Hele ki günümüzde bir konunun kişinin gündeminde yer alması için ya şahsen etkilemiş ya da popüler olması gerekir.

Artık tüm dünya sanal alemde etkileşimde bulunuyorken bunun önemini yadsıyamayız. Hatırlatıcılar kurulur, olmadı biri size hatırlatır, bir konu üzerine insanlar bir araya gelip düşüncelerini paylaşırken devinime sebep olurlar ve takviminiz şekillenir... Etkinlikler, toplantılar, eylemler vs.

Sonra...

Sonra yine eskisi gibi kendine döner ve yeni hatırlatıcıları bekler kişi. İlla birinin dürtmesi gerekiyormuş gibi...

Oysa sadece bir gün hatırlanan varlık ya da olayların bu kadarla kalması bir yerde hakaret gibi olmuyor mu?

Örneğin ; Dünya Kadınlar Günü'nde her yerde kadınlara çiçekler dağıtılırken yılın her günü kadına karşı psikolojik ve fiziksel şiddet uygulanmakta ve buna gereken çözüm bir türlü bulunmamakta.

Dünya Engelliler Günü ve Engelliler haftası dahilinde pek çok yazı, söylem, etkinlik yapılıyor fakat yıl içinde onların ve ailelerinin hayatlarını kolaylaştırmak için insanlık olarak ne yapıyoruz?

Hayvanları Koruma Günü, herkes beylik sözler söylerken, sokaklarda aç susuz hayvanlar ve onlara karşı işlenen suçlar sürekli var olmakta.

Dünya Down Sendromu Günü ve Dünya Otizm Farkındalık Günlerinde de benzer şekillerde çeşitli etkinlikler düzenlenerek farkındalık sağlamaya çalışılır.

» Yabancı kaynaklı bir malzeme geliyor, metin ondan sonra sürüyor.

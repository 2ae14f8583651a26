//! Per-connection client: identity, outbound queues and the task pair that
//! bridges the WebSocket to the room.
//!
//! ```text
//!             ┌───────────── inbound task ─────────────┐
//!  WebSocket ─┤ route_frame ─► RoomHandle (legacy|collab)│
//!             └────────────────────────────────────────┘
//!             ┌───────────── outbound task ────────────┐
//!  WebSocket ◄┤ legacy queue | collab queue | ping tick │
//!             └────────────────────────────────────────┘
//! ```
//!
//! Both tasks write through one `Mutex`-guarded sink so frames from the two
//! queues and keepalive pings never interleave on the wire.

use std::fmt;
use std::sync::atomic::{AtomicBool, Ordering};
use std::sync::{Arc, Mutex, PoisonError};
use std::time::Duration;

use futures_util::stream::{SplitSink, SplitStream};
use futures_util::{SinkExt, StreamExt};
use tokio::io::{AsyncRead, AsyncWrite};
use tokio::sync::{mpsc, RwLock};
use tokio::time::Instant;
use tokio_tungstenite::tungstenite::Message as WsMessage;
use tokio_tungstenite::WebSocketStream;
use uuid::Uuid;

use crate::protocol::{route_frame, CollabMessage, Inbound, Message};
use crate::room::RoomHandle;
use crate::server::ServerStats;

/// Connection identity, unique per accepted connection.
#[derive(Debug, Clone, PartialEq, Eq, Hash, PartialOrd, Ord)]
pub struct ClientId(Arc<str>);

impl ClientId {
    /// Fresh `user-xxxxxxxxxxxx` identity.
    pub fn generate() -> Self {
        let id = Uuid::new_v4().simple().to_string();
        Self(format!("user-{}", &id[..12]).into())
    }

    pub fn as_str(&self) -> &str {
        &self.0
    }
}

impl From<&str> for ClientId {
    fn from(id: &str) -> Self {
        Self(id.into())
    }
}

impl fmt::Display for ClientId {
    fn fmt(&self, f: &mut fmt::Formatter<'_>) -> fmt::Result {
        f.write_str(&self.0)
    }
}

/// Connection lifecycle.
#[derive(Debug, Clone, Copy, PartialEq, Eq)]
pub enum ConnectionState {
    /// Upgraded, not yet admitted by the hub
    Connecting,
    /// Join acknowledgment and snapshot queued
    Registered,
    /// Relaying in both directions
    Active,
    /// Read error, timeout or close frame seen
    Closing,
    /// Queues and socket closed
    Closed,
}

/// Why a non-blocking send to a client did not go through.
#[derive(Debug, Clone, Copy, PartialEq, Eq, thiserror::Error)]
pub enum SendError {
    #[error("outbound queue full")]
    Full,
    #[error("outbound queue closed")]
    Closed,
}

impl<T> From<mpsc::error::TrySendError<T>> for SendError {
    fn from(e: mpsc::error::TrySendError<T>) -> Self {
        match e {
            mpsc::error::TrySendError::Full(_) => SendError::Full,
            mpsc::error::TrySendError::Closed(_) => SendError::Closed,
        }
    }
}

struct Outbound {
    legacy: Mutex<Option<mpsc::Sender<Message>>>,
    collab: Mutex<Option<mpsc::Sender<CollabMessage>>>,
    closed: AtomicBool,
}

/// Sending side of a client, shared by the hub and the room.
///
/// Holds the only senders of the two outbound queues; [`close`](Self::close)
/// drops them exactly once, after which the outbound task drains what is
/// already queued and then sees the queues as closed.
#[derive(Clone)]
pub struct ClientHandle {
    id: ClientId,
    room_id: Arc<str>,
    outbound: Arc<Outbound>,
}

/// Receiving side of a client's outbound queues, owned by the outbound task.
pub struct ClientQueues {
    pub legacy: mpsc::Receiver<Message>,
    pub collab: mpsc::Receiver<CollabMessage>,
}

impl ClientHandle {
    /// Create a client for `room_id` with two queues of `capacity` each.
    pub fn new(id: ClientId, room_id: impl Into<Arc<str>>, capacity: usize) -> (Self, ClientQueues) {
        let (legacy_tx, legacy_rx) = mpsc::channel(capacity);
        let (collab_tx, collab_rx) = mpsc::channel(capacity);
        let handle = Self {
            id,
            room_id: room_id.into(),
            outbound: Arc::new(Outbound {
                legacy: Mutex::new(Some(legacy_tx)),
                collab: Mutex::new(Some(collab_tx)),
                closed: AtomicBool::new(false),
            }),
        };
        let queues = ClientQueues {
            legacy: legacy_rx,
            collab: collab_rx,
        };
        (handle, queues)
    }

    pub fn id(&self) -> &ClientId {
        &self.id
    }

    pub fn room_id(&self) -> &Arc<str> {
        &self.room_id
    }

    /// Queue a legacy message without waiting.
    pub fn try_send_legacy(&self, msg: Message) -> Result<(), SendError> {
        let guard = self.outbound.legacy.lock().unwrap_or_else(PoisonError::into_inner);
        match guard.as_ref() {
            Some(tx) => tx.try_send(msg).map_err(SendError::from),
            None => Err(SendError::Closed),
        }
    }

    /// Queue a collab message without waiting.
    pub fn try_send_collab(&self, msg: CollabMessage) -> Result<(), SendError> {
        let guard = self.outbound.collab.lock().unwrap_or_else(PoisonError::into_inner);
        match guard.as_ref() {
            Some(tx) => tx.try_send(msg).map_err(SendError::from),
            None => Err(SendError::Closed),
        }
    }

    /// Close both outbound queues. Returns `true` only for the call that
    /// actually closed them.
    pub fn close(&self) -> bool {
        if self.outbound.closed.swap(true, Ordering::AcqRel) {
            return false;
        }
        self.outbound.legacy.lock().unwrap_or_else(PoisonError::into_inner).take();
        self.outbound.collab.lock().unwrap_or_else(PoisonError::into_inner).take();
        true
    }

    pub fn is_closed(&self) -> bool {
        self.outbound.closed.load(Ordering::Acquire)
    }
}

impl fmt::Debug for ClientHandle {
    fn fmt(&self, f: &mut fmt::Formatter<'_>) -> fmt::Result {
        f.debug_struct("ClientHandle")
            .field("id", &self.id)
            .field("room_id", &self.room_id)
            .field("closed", &self.is_closed())
            .finish()
    }
}

/// Read-side deadlines of a connection.
#[derive(Debug, Clone, Copy)]
pub struct Keepalive {
    /// Ping period of the outbound task
    pub ping_interval: Duration,
    /// Deadline extension after an ordinary frame
    pub idle_timeout: Duration,
    /// Deadline extension after a keepalive response
    pub keepalive_timeout: Duration,
    /// Longest a single frame may take to reach the socket
    pub write_timeout: Duration,
}

pub(crate) type SharedSink<S> = Arc<tokio::sync::Mutex<SplitSink<WebSocketStream<S>, WsMessage>>>;

/// Inbound task: parse frames and forward them to the room until the peer
/// goes away, errors, or stays silent past the read deadline.
pub(crate) async fn read_loop<S>(
    mut reader: SplitStream<WebSocketStream<S>>,
    client: &ClientHandle,
    room: &RoomHandle,
    keepalive: Keepalive,
    stats: &RwLock<ServerStats>,
) where
    S: AsyncRead + AsyncWrite + Unpin,
{
    let mut deadline = Instant::now() + keepalive.idle_timeout;

    loop {
        let frame = tokio::select! {
            frame = reader.next() => frame,
            _ = tokio::time::sleep_until(deadline) => {
                log::info!("Client {} read timeout", client.id());
                break;
            }
        };

        if client.is_closed() {
            log::info!("Client {} was removed from room {}, stop reading", client.id(), room.id());
            break;
        }

        match frame {
            Some(Ok(WsMessage::Text(text))) => {
                deadline = deadline.max(Instant::now() + keepalive.idle_timeout);
                stats.write().await.frames_received += 1;

                let forwarded = match route_frame(text.as_str()) {
                    Ok(Inbound::Collab(mut msg)) => {
                        msg.user_id = client.id().to_string();
                        room.send_collab(msg).await
                    }
                    Ok(Inbound::Legacy(msg)) => room.send_legacy(client.id().clone(), msg).await,
                    Err(e) => {
                        log::warn!("Discarding frame from {}: {e}", client.id());
                        stats.write().await.frames_discarded += 1;
                        continue;
                    }
                };
                if forwarded.is_err() {
                    log::warn!("Room {} is gone, dropping client {}", room.id(), client.id());
                    break;
                }
            }
            Some(Ok(WsMessage::Pong(_))) | Some(Ok(WsMessage::Ping(_))) => {
                log::trace!("Keepalive from {}", client.id());
                deadline = Instant::now() + keepalive.keepalive_timeout;
            }
            Some(Ok(WsMessage::Binary(_))) => {
                log::warn!("Discarding binary frame from {}", client.id());
                stats.write().await.frames_discarded += 1;
            }
            Some(Ok(WsMessage::Close(_))) | None => {
                log::info!("Client {} closed the connection", client.id());
                break;
            }
            Some(Ok(WsMessage::Frame(_))) => {}
            Some(Err(e)) => {
                log::warn!("Read error from {}: {e}", client.id());
                break;
            }
        }
    }
}

/// Outbound task: serialize queued messages and keepalive pings onto the
/// shared sink. Ends with a close frame once either queue is closed, or
/// early when a write fails or stalls past `write_timeout`.
pub(crate) async fn write_loop<S>(
    sink: SharedSink<S>,
    mut queues: ClientQueues,
    client_id: ClientId,
    keepalive: Keepalive,
) where
    S: AsyncRead + AsyncWrite + Unpin,
{
    let ping_interval = keepalive.ping_interval;
    let mut ticker = tokio::time::interval_at(Instant::now() + ping_interval, ping_interval);

    loop {
        let frame = tokio::select! {
            msg = queues.legacy.recv() => match msg {
                Some(msg) => msg.encode().map(WsMessage::text),
                None => break,
            },
            msg = queues.collab.recv() => match msg {
                Some(msg) => msg.encode().map(WsMessage::text),
                None => break,
            },
            _ = ticker.tick() => {
                log::trace!("Ping {client_id}");
                Ok(WsMessage::Ping(Default::default()))
            }
        };

        let frame = match frame {
            Ok(frame) => frame,
            Err(e) => {
                log::error!("Failed to encode message for {client_id}: {e}");
                continue;
            }
        };

        let mut guard = sink.lock().await;
        if !write_frame(&mut guard, frame, keepalive.write_timeout, &client_id).await {
            return;
        }
    }

    log::debug!("Outbound queues of {client_id} closed");
    let mut sink = sink.lock().await;
    let mut pending = Vec::new();
    while let Ok(msg) = queues.legacy.try_recv() {
        pending.push(msg.encode());
    }
    while let Ok(msg) = queues.collab.try_recv() {
        pending.push(msg.encode());
    }
    for text in pending.into_iter().flatten() {
        if !write_frame(&mut sink, WsMessage::text(text), keepalive.write_timeout, &client_id).await {
            return;
        }
    }
    write_frame(&mut sink, WsMessage::Close(None), keepalive.write_timeout, &client_id).await;
}

async fn write_frame<S>(
    sink: &mut SplitSink<WebSocketStream<S>, WsMessage>,
    frame: WsMessage,
    write_timeout: Duration,
    client_id: &ClientId,
) -> bool
where
    S: AsyncRead + AsyncWrite + Unpin,
{
    match tokio::time::timeout(write_timeout, sink.send(frame)).await {
        Ok(Ok(())) => true,
        Ok(Err(e)) => {
            log::warn!("Write error to {client_id}: {e}");
            false
        }
        Err(_) => {
            log::warn!("Write to {client_id} stalled for {write_timeout:?}");
            false
        }
    }
}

Peki ya sonra...

Sonra kendileri de aileleri de bir başlarına kalırlar...

Neden bizim dışımızdaki dünyaya bu kadar hem düşkün hem de kayıtsız kalıyoruz? Yukarıda sadece birkaçından bahsettiğim durumları çoğaltmak mümkün ve maalesef tüm sosyal medya hesaplarında güncele dair paylaşımlar bulunmakta, peki kişiler bu durumların ne kadar farkında? Ya da bunun için ne yapıyorlar? Kendinden farklı olanı kabul etmekte, saygı duymakta hatta değer vermekte neden bu kadar zorlanır ki insan? 

Kimse, kimse gibi olmak zorunda değil, kimse başkalarıyla aynı fikirde olmak zorunda değil, kimse diğerleri gibi yaşamak zorunda değil, herkes tektir bu dünyada ve her hayat kendine özgüdür...

Farklıyım ben sizlerden

Hem de çok derinlerden

Bazen beden bazen ruh 

Farklı yaptı sizlerden

Benzerliklerimi görmediniz 

Ötekileştirdiniz beni

Farklılığımı acizlik sandınız 

Yalnızlaştırdınız beni

Evet farklıyım sizlerden

Yine de aciz değilim ben 

Madem bu hayat sunuldu bana

Sonuna kadar yaşayacağım ben...

(Farklı olanlara ithafen kaleme almıştım bir zamanlar.)